Open dlmorais-pbh opened 4 years ago
@dlmorais-pbh binaries are not even slim (https://github.com/hashicorp/vault/pull/7752)... I've made changes to get the binary client-only to 30mg if you're interested (haven't bothered to clean and open pull request as the "no symbols" one never got feedback)
I'd like to reiterate the need for this. I came here to submit a very similar issue for the exact reasons @dlmorais-pbh.
I also love the idea of a separate vault agent binary (and possibly published docker image).
Another use case is that for Enterprise binaries where the license is embedded in the binary itself, a CLI only binary will help with controlling who sets up a Vault server.

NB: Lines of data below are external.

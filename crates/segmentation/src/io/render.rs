use image::{Rgb, RgbImage};
use crate::{
    algorithms::region_color::RegionColors,
    error::{Result, SegmentationError},
    types::{SegmentedImage, Segmentation},
};

/// Paint every pixel with the mean color of its region.
///
/// Single-band colors are replicated to gray; otherwise the first three
/// bands are used. Values are clamped to `[0, 255]`.
pub fn render_mean_colors(segmentation: &Segmentation, colors: &RegionColors) -> Result<RgbImage> {
    if colors.num_regions() < segmentation.num_regions() {
        return Err(SegmentationError::invalid(
            "colors",
            format!(
                "{} region colors for {} regions",
                colors.num_regions(),
                segmentation.num_regions()
            ),
        ));
    }

    let palette: Vec<Rgb<u8>> = colors.iter().map(to_rgb).collect();
    Ok(RgbImage::from_fn(segmentation.width(), segmentation.height(), |x, y| {
        palette[segmentation.region_at(x, y) as usize]
    }))
}

/// Paint every region with a distinct, deterministic color.
pub fn render_label_colors(segmentation: &Segmentation) -> RgbImage {
    RgbImage::from_fn(segmentation.width(), segmentation.height(), |x, y| {
        label_color(segmentation.region_at(x, y))
    })
}

fn to_rgb(color: &[f32]) -> Rgb<u8> {
    let clamp = |v: f32| v.round().clamp(0.0, 255.0) as u8;
    match color {
        [gray] => Rgb([clamp(*gray); 3]),
        [r, g, b, ..] => Rgb([clamp(*r), clamp(*g), clamp(*b)]),
        [a, b] => Rgb([clamp(*a), clamp(*b), 0]),
        [] => Rgb([0, 0, 0]),
    }
}

/// Hash a label into a bright color.
fn label_color(label: u32) -> Rgb<u8> {
    let mut h = label.wrapping_mul(0x9E37_79B9) ^ 0x5bd1_e995;
    h ^= h >> 15;
    h = h.wrapping_mul(0x2c1b_3c6d);
    h ^= h >> 12;
    let [r, g, b, _] = h.to_le_bytes();
    Rgb([r | 0x40, g | 0x40, b | 0x40])
}

impl SegmentedImage {
    /// Render the segmentation with region mean colors
    pub fn render_mean_colors(&self) -> Result<RgbImage> {
        render_mean_colors(&self.segmentation, &self.region_colors)
    }

    /// Save the mean-color rendering; the format follows the file extension
    pub fn save_mean_colors(&self, path: &str) -> Result<()> {
        self.render_mean_colors()?.save(path)?;
        Ok(())
    }

    /// Save a rendering with one arbitrary color per region
    pub fn save_label_colors(&self, path: &str) -> Result<()> {
        render_label_colors(&self.segmentation).save(path)?;
        Ok(())
    }
}

#[cfg(test)]
mod tests {
    use super::*;
    use crate::{algorithms::fh04::SegmentFh04, algorithms::region_color::region_mean_color, types::ConnectRule};
    use image::{GrayImage, Luma};

    fn two_halves() -> (GrayImage, Segmentation) {
        let img = GrayImage::from_fn(4, 4, |_, y| Luma([if y < 2 { 10 } else { 200 }]));
        let seg = SegmentFh04::new(50.0, 1, ConnectRule::Four)
            .expect("valid k")
            .segment(&img)
            .expect("segments");
        (img, seg)
    }

    #[test]
    fn mean_color_rendering_reproduces_flat_regions() {
        let (img, seg) = two_halves();
        let colors = region_mean_color(&seg.labels, &img, seg.num_regions()).expect("matching shapes");
        let rendered = render_mean_colors(&seg, &colors).expect("enough colors");
        assert_eq!(rendered.get_pixel(0, 0), &Rgb([10, 10, 10]));
        assert_eq!(rendered.get_pixel(3, 3), &Rgb([200, 200, 200]));
    }

    #[test]
    fn label_rendering_distinguishes_regions() {
        let (_, seg) = two_halves();
        let rendered = render_label_colors(&seg);
        assert_ne!(rendered.get_pixel(0, 0), rendered.get_pixel(0, 3));
        assert_eq!(rendered.get_pixel(0, 0), rendered.get_pixel(3, 1));
    }
}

@fopinappb do you mind sharing your changes? I would greatly appreciate that
@scabala I'll try to create a PR with only those changes, as the modified CLI I'm using has quite a few other changes (that mean nothing upstream).
Our use case is a terraform docker image in a CI pipeline which is using vault to setup the initial environment. Although one could argue that a CI pipeline should use the API but please note that unless you are working with vault full time, it is really hard to memorize even one way of working with Vault.

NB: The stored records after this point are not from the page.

use schemars::JsonSchema;
use serde::{Deserialize, Serialize};
use strum::{Display, EnumString, IntoStaticStr, VariantNames};

use crate::{
    algorithms::{fh04::SegmentFh04, mean_shift::SegmentMeanShift},
    error::{Result, SegmentationError},
    pixel::BandPixel,
    traits::ImageSegmenter,
    types::ConnectRule,
};

/// Felzenszwalb-Huttenlocher parameters.
#[derive(Debug, Clone, Serialize, Deserialize, JsonSchema, PartialEq)]
#[serde(default)]
pub struct ConfigFh04 {
    /// Scale parameter; larger values favor larger regions
    #[schemars(range(min = 0.0))]
    pub k: f32,
    /// Regions smaller than this are merged into a neighbor
    pub min_size: usize,
    pub connect_rule: ConnectRule,
}

impl Default for ConfigFh04 {
    fn default() -> Self {
        Self {
            k: 300.0,
            min_size: 20,
            connect_rule: ConnectRule::Eight,
        }
    }
}

impl ConfigFh04 {
    pub fn validate(&self) -> Result<()> {
        if !(self.k.is_finite() && self.k > 0.0) {
            return Err(SegmentationError::invalid("k", format!("must be finite and > 0, got {}", self.k)));
        }
        Ok(())
    }
}

/// Mean-shift parameters.
#[derive(Debug, Clone, Serialize, Deserialize, JsonSchema, PartialEq)]
#[serde(default)]
pub struct ConfigMeanShift {
    /// Half-width of the spatial window in pixels
    #[schemars(range(min = 1))]
    pub spatial_radius: usize,
    /// Euclidean color radius of the uniform color kernel
    pub color_radius: f32,
    /// Regions smaller than this are merged into a neighbor; below 2 disables pruning
    pub min_region_size: usize,
    /// Reuse modes along search paths instead of searching from every pixel
    pub fast: bool,
    pub max_iterations: usize,
    pub convergence_tol: f32,
    /// Adjacency used for splitting, merging and pruning regions
    pub connect_rule: ConnectRule,
}

impl Default for ConfigMeanShift {
    fn default() -> Self {
        Self {
            spatial_radius: 6,
            color_radius: 15.0,
            min_region_size: 30,
            fast: true,
            max_iterations: 20,
            convergence_tol: 0.1,
            connect_rule: ConnectRule::Four,
        }
    }
}

impl ConfigMeanShift {
    pub fn validate(&self) -> Result<()> {
        if self.spatial_radius == 0 {
            return Err(SegmentationError::invalid("spatial_radius", "must be at least 1"));
        }
        if !(self.color_radius.is_finite() && self.color_radius > 0.0) {
            return Err(SegmentationError::invalid(
                "color_radius",
                format!("must be finite and > 0, got {}", self.color_radius),
            ));
        }
        if self.max_iterations == 0 {
            return Err(SegmentationError::invalid("max_iterations", "must be at least 1"));
        }
        if !(self.convergence_tol.is_finite() && self.convergence_tol >= 0.0) {
            return Err(SegmentationError::invalid(
                "convergence_tol",
                format!("must be finite and >= 0, got {}", self.convergence_tol),
            ));
        }
        Ok(())
    }
}

/// Segmentation algorithm selection with its parameters.
#[derive(
    Debug, Clone,
    Serialize, Deserialize, JsonSchema,
    Display, EnumString, VariantNames, IntoStaticStr,
    PartialEq
)]
#[serde(tag = "type", content = "params")]
#[strum(serialize_all = "snake_case")]
pub enum SegmentationAlgorithm {
    /// Felzenszwalb-Huttenlocher graph-based segmentation
    #[serde(rename = "fh04")]
    Fh04(ConfigFh04),

    /// Mean-shift mode seeking with region merging and pruning
    #[serde(rename = "mean_shift")]
    MeanShift(ConfigMeanShift),
}

impl Default for SegmentationAlgorithm {
    fn default() -> Self {
        Self::Fh04(ConfigFh04::default())
    }
}

impl SegmentationAlgorithm {
    /// Get the JSON schema for all algorithms
    pub fn schema() -> schemars::schema::RootSchema {
        schemars::schema_for!(SegmentationAlgorithm)
    }

    /// Get a list of all available algorithm names
    pub fn algorithm_names() -> &'static [&'static str] {
        <Self as VariantNames>::VARIANTS
    }

    pub fn description(&self) -> &'static str {
        match self {
            Self::Fh04(_) => "Graph-based segmentation merging regions along weight-sorted pixel edges",
            Self::MeanShift(_) => "Per-pixel mean-shift mode seeking followed by region merging and pruning",
        }
    }

    pub fn validate(&self) -> Result<()> {
        match self {
            Self::Fh04(config) => config.validate(),
            Self::MeanShift(config) => config.validate(),
        }
    }

    /// Instantiate the configured segmenter for pixel type `P`.
    pub fn build<P: BandPixel>(&self) -> Result<Box<dyn ImageSegmenter<P>>> {
        let segmenter: Box<dyn ImageSegmenter<P>> = match self {
            Self::Fh04(config) => Box::new(SegmentFh04::from_config(config)?),
            Self::MeanShift(config) => Box::new(SegmentMeanShift::from_config(config)?),
        };
        Ok(segmenter)
    }
}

Another user/team here missing a CLI-only binary that is not 150mb in size for our toolset Docker images :)
Hey folks what about vault-cli? - that seems just a python wrapper assuming you have python. Out of interest @dlmorais-pbh how did you proceed or did you try that vault-cli out?
If a vaultcli
specific binary was provided then it could also include a man
page (as noted already on #6472) as well as other additional links to the website if fitting all this into the current project repository is a challenge.
There could be a fork or module of the main repo with all unneeded dependencies stripped as well as UI, server, audit & agent specific portions of the code excluded to build a minimal vaultcli
and with additions for extra man page to bundle as well as other reference material.
Hi @aphorise, first of all, I did not try vault-cli because it is not official, and in my specific case the managers do not want a non-official tool to be used to read secrets.
As for how did I proceed, I created a shell script that performs the steps I need using Vault's HTTP API. It is very lightweight, of course, but limited only to the few scenarios used in my continuous integration.
Ps.: Here is the link to the discussion that led to opening this issue: https://discuss.hashicorp.com/t/vault-cli-without-server/16222
Hi @aphorise , thanks for keeping up with this issue.
Like @dlmorais-pbh , we also didn't try vault-cli. In our case, we need the Vault CLI tool to be inside small Docker images that do not already use Python. Therefore, adding Python as a dependency bloats the image up and thus, in that case, we better then just use the big official vault
binary as vault-cli + Python defeats the purpose of small images.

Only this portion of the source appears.